Purpose: Compared to soft tissue sarcoma, the relative risk of extraskeletal osteosarcoma is still not clear. The purpose of this study is to identify the difference in survival and local recurrence rate between two soft tissue sarcomas. Materials and Methods: Twelve patients with pathologically confirmed extraskeletal osteosarcoma were analysed. For retrospective matched case-control study, we selected 72 patients who were confirmed as high grade soft tissue sarcoma and had similar tumor location, tumor size and age to extraskeletal osteosarcoma. Results: Median age was 50 years old.

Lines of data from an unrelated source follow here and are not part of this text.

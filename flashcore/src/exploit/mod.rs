// SPDX-FileCopyrightText: 2025 The flashcore Authors
// SPDX-License-Identifier: GPL-3.0-or-later

//! Exploit bridges: compose a protocol client's limited write
//! primitive with a hardware engine's stronger one to reach an
//! unauthenticated code-execution path.
//!
//! Every bridge has the same two-call contract: `prepare` escalates,
//! `run_payload` delivers stage 1 through the opened hole. The session
//! refuses partition operations until an in-flight bridge completes, and
//! forbids nesting bridges on one session (the chip scratch region is
//! exclusive).

pub mod amonet;
pub mod carbonara;
pub mod hashimoto;
pub mod kamakiri;
pub mod rsa_replay;

use crate::chipdb::ChipConfig;
use crate::error::{ExploitError, Result};
use crate::event::Events;
use crate::transport::Transport;

pub use amonet::Amonet;
pub use carbonara::Carbonara;
pub use hashimoto::Hashimoto;
pub use kamakiri::Kamakiri;
pub use rsa_replay::RsaReplay;

/// Outcome of a delivered payload.
#[derive(Debug, Clone, Copy, PartialEq, Eq)]
pub struct PayloadResult {
    pub bytes: usize,
    /// Whether execution was handed to the payload.
    pub jumped: bool,
}

/// What a bridge gets to work with.
pub struct ExploitCtx<'a> {
    pub transport: &'a mut dyn Transport,
    /// Identified MTK chip, when the session has one. The BROM-side
    /// bridges require it; the SPRD replay identifies the target over
    /// the wire instead.
    pub chip: Option<&'static ChipConfig>,
    pub events: &'a Events,
}

impl ExploitCtx<'_> {
    /// The identified chip, for bridges that cannot run without one.
    pub fn chip(&self) -> Result<&'static ChipConfig> {
        self.chip
            .ok_or_else(|| ExploitError::UnsupportedChip("no chip identified".into()).into())
    }
}

/// The two-call bridge contract.
pub trait ExploitBridge {
    fn name(&self) -> &'static str;

    /// Escalate to a write-privileged context. Must be called once,
    /// before `run_payload`.
    fn prepare(&mut self, ctx: &mut ExploitCtx<'_>) -> Result<()>;

    /// Deliver and start an unsigned stage-1 payload.
    fn run_payload(&mut self, ctx: &mut ExploitCtx<'_>, payload: &[u8]) -> Result<PayloadResult>;
}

Five cases were located in upper extremity, four in the buttocks, three in the lower extremity. Overall survival rate of extraskeletal osteosarcoma group and high grade soft tissue sarcoma group at 5 years were 52% and 55%. There is no significant difference (p=0.8). Local recurrence rate and metastasis rate were 58%, 67% in extraskeletal osteosarcoma group and 36%, 51% in soft tissue sarcoma group, which were not stastistically significant(p=0.2, p=0.4). Conclusion: Extraskeletal osteosarcoma have similar local recurrence, metastasis and survival rate compare to high grade soft tissue sarcoma. The number of patients of this study were too small to identify outcome of extraskeletal osteosarcoma. Further multi-institutional study should be attempted.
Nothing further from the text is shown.